The problem is that I realize one depends on the other. I proposed "education" as the opening of a
problem to language, and (implicitly) the transmission of that problem in a transformative way. I
remember reading a story about Spanish Guitar Player Paco de Luca being the only person to play
the Concierto de Aranjuez without reading the notation. I would describe this so: his method of
"learning" a piece did not pass through the (linguistic) mediation of notation but through another
complex cognitive process. On the other hand, when a student is given the notation, (along with
the training to make sense of it) there is this mediation of the rules for transforming the signs into
a performance, but at the same time, the other complex cognitive process (which I proposed to
call learning), is also occurring, so that the performance of the notes eventually also becomes
"second nature" and is not mediated by the conscious translation of signs into a performance. In
this sense education seems to approach learning asymptotically in that it tries to approach the
cognitive apprehension of the first instance (what is commonly known as playing "by ear") through
its negation (playing by reading).
So I am then working with this distinction:
Education: The opening of a problem to language or the attempt to facilitate cognitive
apprehension of a thought process through its negation (notation or translation to language).

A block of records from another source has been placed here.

use anyhow::{Context, Result};
use serde::{Deserialize, Serialize};
use std::fs::File;
use std::io::Read;
use std::path::{Path, PathBuf};

use crate::error::ConfigError;
use crate::types::options::{
    DEFAULT_MAX_RESULTS, ReportOptions, default_include_domains, validate_domains,
    validate_max_results,
};
use crate::types::SearchDepth;

/// 默认配置文件名
pub const DEFAULT_CONFIG_FILE: &str = "finreport.toml";

/// LLM Provider类型，均为OpenAI兼容的chat completions接口
#[derive(Debug, Deserialize, Serialize, Clone, PartialEq, Default)]
pub enum LLMProvider {
    #[serde(rename = "deepseek")]
    #[default]
    DeepSeek,
    #[serde(rename = "openai")]
    OpenAI,
    #[serde(rename = "moonshot")]
    Moonshot,
    #[serde(rename = "openrouter")]
    OpenRouter,
    #[serde(rename = "ollama")]
    Ollama,
}

impl std::fmt::Display for LLMProvider {
    fn fmt(&self, f: &mut std::fmt::Formatter<'_>) -> std::fmt::Result {
        match self {
            LLMProvider::DeepSeek => write!(f, "deepseek"),
            LLMProvider::OpenAI => write!(f, "openai"),
            LLMProvider::Moonshot => write!(f, "moonshot"),
            LLMProvider::OpenRouter => write!(f, "openrouter"),
            LLMProvider::Ollama => write!(f, "ollama"),
        }
    }
}

impl std::str::FromStr for LLMProvider {
    type Err = String;

    fn from_str(s: &str) -> Result<Self, Self::Err> {
        match s.to_lowercase().as_str() {
            "deepseek" => Ok(LLMProvider::DeepSeek),
            "openai" => Ok(LLMProvider::OpenAI),
            "moonshot" => Ok(LLMProvider::Moonshot),
            "openrouter" => Ok(LLMProvider::OpenRouter),
            "ollama" => Ok(LLMProvider::Ollama),
            _ => Err(format!("Unknown provider: {}", s)),
        }
    }
}

impl LLMProvider {
    /// 各Provider的chat completions默认地址
    pub fn default_api_url(&self) -> &'static str {
        match self {
            LLMProvider::DeepSeek => "https://api.deepseek.com/chat/completions",
            LLMProvider::OpenAI => "https://api.openai.com/v1/chat/completions",
            LLMProvider::Moonshot => "https://api.moonshot.cn/v1/chat/completions",
            LLMProvider::OpenRouter => "https://openrouter.ai/api/v1/chat/completions",
            LLMProvider::Ollama => "http://localhost:11434/v1/chat/completions",
        }
    }

    /// 是否需要API KEY
    pub fn requires_api_key(&self) -> bool {
        !matches!(self, LLMProvider::Ollama)
    }
}

/// 应用程序配置
#[derive(Debug, Deserialize, Serialize, Clone, PartialEq)]
#[serde(default)]
pub struct Config {
    /// 搜索API配置
    pub search: SearchConfig,

    /// LLM模型配置
    pub llm: LLMConfig,

    /// HTTP超时配置
    pub http: HttpConfig,

    /// 报告输出目录
    pub output_path: PathBuf,

    /// 是否将财务证据一并保存为JSON
    pub save_evidence: bool,

    /// 是否启用详细日志
    pub verbose: bool,
}

/// 搜索API配置
#[derive(Debug, Deserialize, Serialize, Clone, PartialEq)]
#[serde(default)]
pub struct SearchConfig {
    /// 搜索API地址
    pub api_url: String,

    /// 搜索API KEY
    pub api_key: String,

    /// 搜索深度
    pub search_depth: SearchDepth,

    /// 最大搜索结果数（1-10）
    pub max_results: u8,

    /// 限定搜索域名
    pub include_domains: Vec<String>,
}

/// LLM模型配置
#[derive(Debug, Deserialize, Serialize, Clone, PartialEq)]
#[serde(default)]
pub struct LLMConfig {
    /// LLM Provider类型
    pub provider: LLMProvider,

    /// chat completions完整地址，为空时使用Provider默认地址
    pub api_url: String,

    /// LLM API KEY
    pub api_key: String,

    /// 模型名称
    pub model: String,

    /// 温度
    pub temperature: f64,

    /// 最大输出tokens
    pub max_tokens: u32,
}

/// HTTP超时配置
#[derive(Debug, Deserialize, Serialize, Clone, PartialEq)]
#[serde(default)]
pub struct HttpConfig {
    /// 连接超时（秒）
    pub connect_timeout_seconds: u64,

    /// 单次请求总超时（秒）
    pub timeout_seconds: u64,
}

impl Config {
    /// 从文件加载配置
    pub fn from_file(path: &Path) -> Result<Self> {
        let mut file =
            File::open(path).context(format!("Failed to open config file: {:?}", path))?;
        let mut content = String::new();
        file.read_to_string(&mut content)
            .context("Failed to read config file")?;

        let config: Config = toml::from_str(&content).context("Failed to parse config file")?;
        Ok(config)
    }

    /// 按优先级加载：显式路径 > 当前目录下的finreport.toml > 默认值
    pub fn load(explicit_path: Option<&Path>) -> Result<Self> {
        if let Some(path) = explicit_path {
            return Self::from_file(path);
        }

        let default_config_path = std::env::current_dir()
            .unwrap_or_else(|_| PathBuf::from("."))
            .join(DEFAULT_CONFIG_FILE);

        if default_config_path.exists() {
            Self::from_file(&default_config_path)
        } else {
            Ok(Config::default())
        }
    }

    /// 从进程环境变量补充API地址与密钥（先加载.env）
    pub fn apply_process_env(&mut self) {
        dotenvy::dotenv().ok();
        self.apply_env_with(|key| std::env::var(key).ok());
    }

    /// 用给定的查找函数补充API地址与密钥，非空的环境值覆盖配置文件
    pub fn apply_env_with<F>(&mut self, lookup: F)
    where
        F: Fn(&str) -> Option<String>,
    {
        let first = |keys: &[&str]| {
            keys.iter()
                .copied()
                .filter_map(|key| lookup(key))
                .find(|value| !value.trim().is_empty())
        };

        if let Some(url) = first(&["SEARCH_API_URL", "TAVILY_API_URL"]) {
            self.search.api_url = url;
        }
        if let Some(key) = first(&["SEARCH_API_KEY", "TAVILY_API_KEY"]) {
            self.search.api_key = key;
        }
        if let Some(url) = first(&["LLM_API_URL", "DEEPSEEK_API_URL"]) {
            self.llm.api_url = url;
        }
        if let Some(key) = first(&["LLM_API_KEY", "DEEPSEEK_API_KEY"]) {
            self.llm.api_key = key;
        }
        if let Some(model) = first(&["LLM_MODEL"]) {
            self.llm.model = model;
        }
    }

    /// 启动时校验，缺少必要配置时直接失败
    pub fn validate(&self) -> Result<(), ConfigError> {
        if self.search.api_url.trim().is_empty() {
            return Err(ConfigError::MissingSetting("search.api_url"));
        }
        if self.search.api_key.trim().is_empty() {
            return Err(ConfigError::MissingSetting("search.api_key"));
        }
        validate_max_results(self.search.max_results)?;
        validate_domains(&self.search.include_domains)?;

        if self.llm.resolved_api_url().trim().is_empty() {
            return Err(ConfigError::MissingSetting("llm.api_url"));
        }
        if self.llm.provider.requires_api_key() && self.llm.api_key.trim().is_empty() {
            return Err(ConfigError::MissingSetting("llm.api_key"));
        }
        if self.llm.model.trim().is_empty() {
            return Err(ConfigError::MissingSetting("llm.model"));
        }
        if !(0.0..=2.0).contains(&self.llm.temperature) {
            return Err(ConfigError::InvalidValue {
                field: "llm.temperature",
                reason: format!("{} is outside 0.0..=2.0", self.llm.temperature),
            });
        }
        if self.llm.max_tokens == 0 {
            return Err(ConfigError::InvalidValue {
                field: "llm.max_tokens",
                reason: "must be greater than 0".to_string(),
            });
        }
        if self.http.connect_timeout_seconds == 0 || self.http.timeout_seconds == 0 {
            return Err(ConfigError::InvalidValue {
                field: "http",
                reason: "timeouts must be greater than 0 seconds".to_string(),
            });
        }
        Ok(())
    }

    /// 配置中的默认报告选项
    pub fn report_options(&self) -> ReportOptions {
        ReportOptions {
            max_results: self.search.max_results,
            include_domains: self.search.include_domains.clone(),
        }
    }
}

impl LLMConfig {
    /// 实际请求的地址
    pub fn resolved_api_url(&self) -> &str {
        if self.api_url.trim().is_empty() {
            self.provider.default_api_url()
        } else {
            &self.api_url
        }
    }
}

impl Default for Config {
    fn default() -> Self {
        Self {
            search: SearchConfig::default(),
            llm: LLMConfig::default(),
            http: HttpConfig::default(),
            output_path: PathBuf::from("./reports"),
            save_evidence: false,
            verbose: false,
        }
    }
}

impl Default for SearchConfig {
    fn default() -> Self {
        Self {
            api_url: String::new(),
            api_key: String::new(),
            search_depth: SearchDepth::Advanced,
            max_results: DEFAULT_MAX_RESULTS,
            include_domains: default_include_domains(),
        }
    }
}

impl Default for LLMConfig {
    fn default() -> Self {
        Self {
            provider: LLMProvider::default(),
            api_url: String::new(),
            api_key: String::new(),
            model: String::from("deepseek-chat"),
            temperature: 0.2,
            max_tokens: 2000,
        }
    }
}

impl Default for HttpConfig {
    fn default() -> Self {
        Self {
            connect_timeout_seconds: 30,
            timeout_seconds: 30,
        }
    }
}

// Include tests
#[cfg(test)]
mod tests;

Learning: The creation of a thought process that may include but is not limited to language.
So I find that retroactively (resting on the definition of education) Im defining language as
notation, that is, the ability to assign meaning to a symbol in a contingent manner (i.e. in a way
such that the symbol did not necessarily imply its meaning)
But then, is this a sufficient (or even accurate) notion of language? There is another problem; I fall
again into a distinction between language (representation, the symbolic, etc) and an undefined
counterpart that can only be referred to negatively (that which isn't representation, the symbolic).
A key passage here would be the part, in Ideology and Ideological State Apparatuses where
Althusser ponders about whether or not Ideology has a history, in this sense:
If Ideology has an Omni-historic nature, a nature beyond class struggle and social formations, then
the ideological deadlock is a constitutive one for human thought. Then we can situate the trap
of education as the inevitable recreation of ideology beyond the historicity of its current
incarnation (for example with regards to an emancipatory project of education, such as this one).
Ideology is eternal in the sense that we must always enunciate in an ideological manner (in a
manner which implicates a submission of learning to education).
Forgive me if this is just a linguistic trick, but I wonder:
If all this is the attempt to "educate learning", i.e. the attempt to create a formal notation that
would direct the creation of thought processes, is it possible to "learn education" i.e. to apprehend
in a cognitively complex manner the mechanism through which a complex thought process is
reduced into a notation and a content? Is this what philosophy is (could be)?